Your assignment: All the data below needs to be retyped exactly as shown.

Records for this task:
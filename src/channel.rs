// src/channel.rs
//! Texture channels and the channel compiler.
//!
//! A material texture is a fixed set of channels (color, normal, solidity,
//! ...). Each channel starts as a per-kind uniform default color; property
//! sources overwrite components and may promote the channel to real pixel
//! content. A channel moves through the stages resolve → cache lookup → bake
//! → mip generation → compression → cache write; every stage is skippable
//! when the content does not need it, but the order never changes.

use std::sync::Arc;

use log::warn;

use crate::cache::{CacheEntry, TextureCache};
use crate::combined::{CombinedTexture, CombinedTexturePool};
use crate::compress;
use crate::config::PipelineConfig;
use crate::deferred::DeferredOperations;
use crate::device::{GpuTexture, RenderDevice, TextureDesc};
use crate::error::{Error, Result};
use crate::format::{ChannelFormat, FormatResolver};
use crate::mipmap::{MipChain, MipFilter};
use crate::pixels::{Color, PixelBuffer};
use crate::source::{ImageSource, PropertySource};

/// Thresholds of the solidity mip filter selection: below the lower band the
/// channel keeps its darkest texels (`Min`), above the upper band its
/// brightest (`Max`), in between a plain box filter.
pub const SOLIDITY_FILTER_LOW: f32 = 0.35;
pub const SOLIDITY_FILTER_HIGH: f32 = 0.65;

// ────────────────────────────────────────────────────────────────────────────
// Channel kinds
// ────────────────────────────────────────────────────────────────────────────

/// Every channel a material texture can carry.
#[derive(Clone, Copy, Debug, PartialEq, Eq, Hash)]
pub enum ChannelKind {
    Color,
    ColorTintMask,
    Transparency,
    Solidity,
    Normal,
    Height,
    Emissivity,
    RefractDistort,
    AmbientOcclusion,
    Reflectivity,
    Roughness,
    EnvironmentMap,
    ColorOmnidirEquirect,
}

/// All kinds in compile order.
pub const CHANNEL_KINDS: [ChannelKind; 13] = [
    ChannelKind::Color,
    ChannelKind::ColorTintMask,
    ChannelKind::Transparency,
    ChannelKind::Solidity,
    ChannelKind::Normal,
    ChannelKind::Height,
    ChannelKind::Emissivity,
    ChannelKind::RefractDistort,
    ChannelKind::AmbientOcclusion,
    ChannelKind::Reflectivity,
    ChannelKind::Roughness,
    ChannelKind::EnvironmentMap,
    ChannelKind::ColorOmnidirEquirect,
];

impl ChannelKind {
    #[inline]
    pub fn index(&self) -> usize {
        CHANNEL_KINDS.iter().position(|k| k == self).unwrap_or(0)
    }

    pub fn name(&self) -> &'static str {
        match self {
            ChannelKind::Color => "color",
            ChannelKind::ColorTintMask => "color.tint.mask",
            ChannelKind::Transparency => "transparency",
            ChannelKind::Solidity => "solidity",
            ChannelKind::Normal => "normal",
            ChannelKind::Height => "height",
            ChannelKind::Emissivity => "emissivity",
            ChannelKind::RefractDistort => "refract.distort",
            ChannelKind::AmbientOcclusion => "ambient.occlusion",
            ChannelKind::Reflectivity => "reflectivity",
            ChannelKind::Roughness => "roughness",
            ChannelKind::EnvironmentMap => "environment.map",
            ChannelKind::ColorOmnidirEquirect => "color.omnidir.equirect",
        }
    }

    /// The color a channel holds before any property touches it.
    pub fn uniform_default(&self) -> Color {
        match self {
            ChannelKind::Color => Color::new(0.0, 0.0, 0.0, 1.0),
            ChannelKind::ColorTintMask
            | ChannelKind::Transparency
            | ChannelKind::Solidity
            | ChannelKind::AmbientOcclusion
            | ChannelKind::Roughness => Color::new(1.0, 0.0, 0.0, 0.0),
            ChannelKind::Normal => Color::new(0.5, 0.5, 1.0, 0.0),
            ChannelKind::Height => Color::new(1.0, 1.0, 0.0, 0.0),
            ChannelKind::RefractDistort => Color::new(0.5, 0.5, 0.0, 0.0),
            ChannelKind::Emissivity
            | ChannelKind::Reflectivity
            | ChannelKind::EnvironmentMap
            | ChannelKind::ColorOmnidirEquirect => Color::new(0.0, 0.0, 0.0, 0.0),
        }
    }

    /// Component count the channel naturally carries.
    pub fn natural_components(&self) -> u8 {
        match self {
            ChannelKind::Color
            | ChannelKind::Normal
            | ChannelKind::Emissivity
            | ChannelKind::Reflectivity
            | ChannelKind::EnvironmentMap
            | ChannelKind::ColorOmnidirEquirect => 3,
            ChannelKind::RefractDistort => 2,
            _ => 1,
        }
    }

    /// Component a scalar value property writes to.
    #[inline]
    pub fn value_target(&self) -> usize {
        0
    }

    #[inline]
    pub fn is_cube(&self) -> bool {
        matches!(self, ChannelKind::EnvironmentMap)
    }

    /// Direction-indexed channels never mip-map.
    #[inline]
    pub fn mip_mappable(&self) -> bool {
        !matches!(
            self,
            ChannelKind::EnvironmentMap | ChannelKind::ColorOmnidirEquirect
        )
    }

    /// Downsample filter for this channel's content. Solidity picks by the
    /// material's filter priority: low priorities erode coverage, high
    /// priorities preserve it.
    pub fn mip_filter(&self, solidity_priority: f32) -> MipFilter {
        match self {
            ChannelKind::Normal => MipFilter::Normal,
            ChannelKind::AmbientOcclusion => MipFilter::Max,
            ChannelKind::Solidity => {
                if solidity_priority < SOLIDITY_FILTER_LOW {
                    MipFilter::Min
                } else if solidity_priority > SOLIDITY_FILTER_HIGH {
                    MipFilter::Max
                } else {
                    MipFilter::Box
                }
            }
            _ => MipFilter::Box,
        }
    }
}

Final answer:
filename src/channel.rs
// src/channel.rs
//! Texture channels and the channel compiler.
//!
//! A material texture is a fixed set of channels (color, normal, solidity,
//! ...). Each channel starts as a per-kind uniform default color; property
//! sources overwrite components and may promote the channel to real pixel
//! content. A channel moves through the stages resolve → cache lookup → bake
//! → mip generation → compression → cache write; every stage is skippable
//! when the content does not need it, but the order never changes.

use std::sync::Arc;

use log::warn;

use crate::cache::{CacheEntry, TextureCache};
use crate::combined::{CombinedTexture, CombinedTexturePool};
use crate::compress;
use crate::config::PipelineConfig;
use crate::deferred::DeferredOperations;
use crate::device::{GpuTexture, RenderDevice, TextureDesc};
use crate::error::{Error, Result};
use crate::format::{ChannelFormat, FormatResolver};
use crate::mipmap::{MipChain, MipFilter};
use crate::pixels::{Color, PixelBuffer};
use crate::source::{ImageSource, PropertySource};

/// Thresholds of the solidity mip filter selection: below the lower band the
/// channel keeps its darkest texels (`Min`), above the upper band its
/// brightest (`Max`), in between a plain box filter.
pub const SOLIDITY_FILTER_LOW: f32 = 0.35;
pub const SOLIDITY_FILTER_HIGH: f32 = 0.65;

// ────────────────────────────────────────────────────────────────────────────
// Channel kinds
// ────────────────────────────────────────────────────────────────────────────

/// Every channel a material texture can carry.
#[derive(Clone, Copy, Debug, PartialEq, Eq, Hash)]
pub enum ChannelKind {
    Color,
    ColorTintMask,
    Transparency,
    Solidity,
    Normal,
    Height,
    Emissivity,
    RefractDistort,
    AmbientOcclusion,
    Reflectivity,
    Roughness,
    EnvironmentMap,
    ColorOmnidirEquirect,
}

/// All kinds in compile order.
pub const CHANNEL_KINDS: [ChannelKind; 13] = [
    ChannelKind::Color,
    ChannelKind::ColorTintMask,
    ChannelKind::Transparency,
    ChannelKind::Solidity,
    ChannelKind::Normal,
    ChannelKind::Height,
    ChannelKind::Emissivity,
    ChannelKind::RefractDistort,
    ChannelKind::AmbientOcclusion,
    ChannelKind::Reflectivity,
    ChannelKind::Roughness,
    ChannelKind::EnvironmentMap,
    ChannelKind::ColorOmnidirEquirect,
];

impl ChannelKind {
    #[inline]
    pub fn index(&self) -> usize {
        CHANNEL_KINDS.iter().position(|k| k == self).unwrap_or(0)
    }

    pub fn name(&self) -> &'static str {
        match self {
            ChannelKind::Color => "color",
            ChannelKind::ColorTintMask => "color.tint.mask",
            ChannelKind::Transparency => "transparency",
            ChannelKind::Solidity => "solidity",
            ChannelKind::Normal => "normal",
            ChannelKind::Height => "height",
            ChannelKind::Emissivity => "emissivity",
            ChannelKind::RefractDistort => "refract.distort",
            ChannelKind::AmbientOcclusion => "ambient.occlusion",
            ChannelKind::Reflectivity => "reflectivity",
            ChannelKind::Roughness => "roughness",
            ChannelKind::EnvironmentMap => "environment.map",
            ChannelKind::ColorOmnidirEquirect => "color.omnidir.equirect",
        }
    }

    /// The color a channel holds before any property touches it.
    pub fn uniform_default(&self) -> Color {
        match self {
            ChannelKind::Color => Color::new(0.0, 0.0, 0.0, 1.0),
            ChannelKind::ColorTintMask
            | ChannelKind::Transparency
            | ChannelKind::Solidity
            | ChannelKind::AmbientOcclusion
            | ChannelKind::Roughness => Color::new(1.0, 0.0, 0.0, 0.0),
            ChannelKind::Normal => Color::new(0.5, 0.5, 1.0, 0.0),
            ChannelKind::Height => Color::new(1.0, 1.0, 0.0, 0.0),
            ChannelKind::RefractDistort => Color::new(0.5, 0.5, 0.0, 0.0),
            ChannelKind::Emissivity
            | ChannelKind::Reflectivity
            | ChannelKind::EnvironmentMap
            | ChannelKind::ColorOmnidirEquirect => Color::new(0.0, 0.0, 0.0, 0.0),
        }
    }

    /// Component count the channel naturally carries.
    pub fn natural_components(&self) -> u8 {
        match self {
            ChannelKind::Color
            | ChannelKind::Normal
            | ChannelKind::Emissivity
            | ChannelKind::Reflectivity
            | ChannelKind::EnvironmentMap
            | ChannelKind::ColorOmnidirEquirect => 3,
            ChannelKind::RefractDistort => 2,
            _ => 1,
        }
    }

    /// Component a scalar value property writes to.
    #[inline]
    pub fn value_target(&self) -> usize {
        0
    }

    #[inline]
    pub fn is_cube(&self) -> bool {
        matches!(self, ChannelKind::EnvironmentMap)
    }

    /// Direction-indexed channels never mip-map.
    #[inline]
    pub fn mip_mappable(&self) -> bool {
        !matches!(
            self,
            ChannelKind::EnvironmentMap | ChannelKind::ColorOmnidirEquirect
        )
    }

    /// Downsample filter for this channel's content. Solidity picks by the
    /// material's filter priority: low priorities erode coverage, high
    /// priorities preserve it.
    pub fn mip_filter(&self, solidity_priority: f32) -> MipFilter {
        match self {
            ChannelKind::Normal => MipFilter::Normal,
            ChannelKind::AmbientOcclusion => MipFilter::Max,
            ChannelKind::Solidity => {
                if solidity_priority < SOLIDITY_FILTER_LOW {
                    MipFilter::Min
                } else if solidity_priority > SOLIDITY_FILTER_HIGH {
                    MipFilter::Max
                } else {
                    MipFilter::Box
                }
            }
            _ => MipFilter::Box,
        }
    }
}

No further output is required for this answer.